• [GIVEN DATA]
============

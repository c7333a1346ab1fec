#![forbid(unsafe_code)]

//! Real-time front end.
//!
//! [`Driver`] maps wall-clock time ([`web_time::Instant`]) onto the hero's
//! virtual clock and renders the terminal as plain text: boot lines are typed
//! out as they are revealed, then each input line is answered below a `> `
//! prompt. Input is only consumed once boot completes; lines typed earlier
//! wait in the channel.
//!
//! Input arrives over an `mpsc` channel fed by [`spawn_line_reader`], which
//! stops forwarding once the hero is torn down.

use std::io::{self, BufRead, Write};
use std::sync::mpsc::{self, Receiver, RecvTimeoutError};
use std::thread::{self, JoinHandle};
use std::time::Duration;

use cyberterm_core::MountGuard;
use cyberterm_shell::{Outcome, SessionView};
use web_time::Instant;

use crate::host::HeroMount;

/// Prompt printed when input is enabled.
pub const PROMPT: &str = "> ";

/// Longest sleep between ticks when nothing is scheduled.
pub const IDLE_WAIT: Duration = Duration::from_millis(250);

const CLEAR_SCREEN: &str = "\x1b[2J\x1b[H";

/// Forward lines from `reader` until EOF, a read error, a dropped receiver,
/// or teardown of the hero observed through `guard`.
pub fn spawn_line_reader<R>(reader: R, guard: MountGuard) -> (Receiver<String>, JoinHandle<()>)
where
    R: BufRead + Send + 'static,
{
    let (tx, rx) = mpsc::channel();
    let handle = thread::spawn(move || {
        for line in reader.lines() {
            if guard.is_torn_down() {
                break;
            }
            let Ok(line) = line else { break };
            if tx.send(line).is_err() {
                break;
            }
        }
        tracing::debug!(target: "cyberterm.host", "input reader finished");
    });
    (rx, handle)
}

/// Incremental text renderer.
#[derive(Debug, Default)]
struct Echo {
    boot_done: usize,
    partial: usize,
    prompted: bool,
}

impl Echo {
    fn render<W: Write>(&mut self, view: &SessionView<'_>, out: &mut W) -> io::Result<()> {
        while let Some(line) = view.boot_lines.get(self.boot_done) {
            out.write_all(line.get(self.partial..).unwrap_or_default().as_bytes())?;
            out.write_all(b"\n")?;
            self.boot_done += 1;
            self.partial = 0;
        }
        if let Some(current) = view.current_line
            && let Some(rest) = current.get(self.partial..)
            && !rest.is_empty()
        {
            out.write_all(rest.as_bytes())?;
            self.partial = current.len();
        }
        if view.input_enabled && !self.prompted {
            out.write_all(PROMPT.as_bytes())?;
            self.prompted = true;
        }
        out.flush()
    }

    fn respond<W: Write>(&mut self, outcome: &Outcome, out: &mut W) -> io::Result<()> {
        match outcome {
            Outcome::Responded(lines) => {
                for line in lines {
                    writeln!(out, "{line}")?;
                }
            }
            Outcome::Cleared => out.write_all(CLEAR_SCREEN.as_bytes())?,
            Outcome::Ignored | Outcome::Rejected => {}
        }
        self.prompted = false;
        Ok(())
    }
}

/// Wall-clock loop around a [`HeroMount`].
#[derive(Debug)]
pub struct Driver {
    hero: HeroMount,
    origin: Instant,
    echo: Echo,
}

impl Driver {
    /// Start driving `hero`; its virtual zero is now.
    #[must_use]
    pub fn new(hero: HeroMount) -> Self {
        Self {
            hero,
            origin: Instant::now(),
            echo: Echo::default(),
        }
    }

    /// The driven hero.
    #[must_use]
    pub fn hero(&self) -> &HeroMount {
        &self.hero
    }

    /// Give the hero back.
    #[must_use]
    pub fn into_hero(self) -> HeroMount {
        self.hero
    }

    /// Wall-clock time since the driver started.
    #[must_use]
    pub fn elapsed(&self) -> Duration {
        self.origin.elapsed()
    }

    /// Bring the hero up to the current wall-clock time.
    pub fn tick(&mut self) -> Duration {
        let now = self.elapsed();
        self.hero.advance_to(now);
        now
    }

    /// How long to wait before the next tick.
    #[must_use]
    pub fn wait_budget(&self) -> Duration {
        let now = self.elapsed();
        self.hero
            .next_deadline()
            .map_or(IDLE_WAIT, |deadline| deadline.saturating_sub(now))
            .min(IDLE_WAIT)
    }

    /// Run until `input` disconnects, then unmount the hero.
    ///
    /// # Errors
    ///
    /// Returns the first write error on `out`.
    pub fn run<W: Write>(&mut self, input: &Receiver<String>, out: &mut W) -> io::Result<()> {
        while self.hero.is_mounted() {
            self.tick();
            self.echo.render(&self.hero.session().view(), out)?;
            let wait = self.wait_budget();
            if !self.hero.session().input_enabled() {
                thread::sleep(wait);
                continue;
            }
            match input.recv_timeout(wait) {
                Ok(line) => {
                    self.tick();
                    let outcome = self.hero.submit(&line);
                    self.echo.respond(&outcome, out)?;
                }
                Err(RecvTimeoutError::Timeout) => {}
                Err(RecvTimeoutError::Disconnected) => break,
            }
        }
        let stats = self.hero.stats();
        self.hero.unmount();
        tracing::debug!(
            target: "cyberterm.host",
            elapsed_ms = self.elapsed().as_millis() as u64,
            triggers = stats.ambient.triggers_fired,
            particles = stats.particles.spawned,
            "driver stopped"
        );
        out.write_all(b"\n")?;
        out.flush()
    }
}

============

Search the records above for the string "HeroMount". Report each line that has it.

use crate::host::HeroMount;
/// Wall-clock loop around a [`HeroMount`].
    hero: HeroMount,
    pub fn new(hero: HeroMount) -> Self {
    pub fn hero(&self) -> &HeroMount {
    pub fn into_hero(self) -> HeroMount {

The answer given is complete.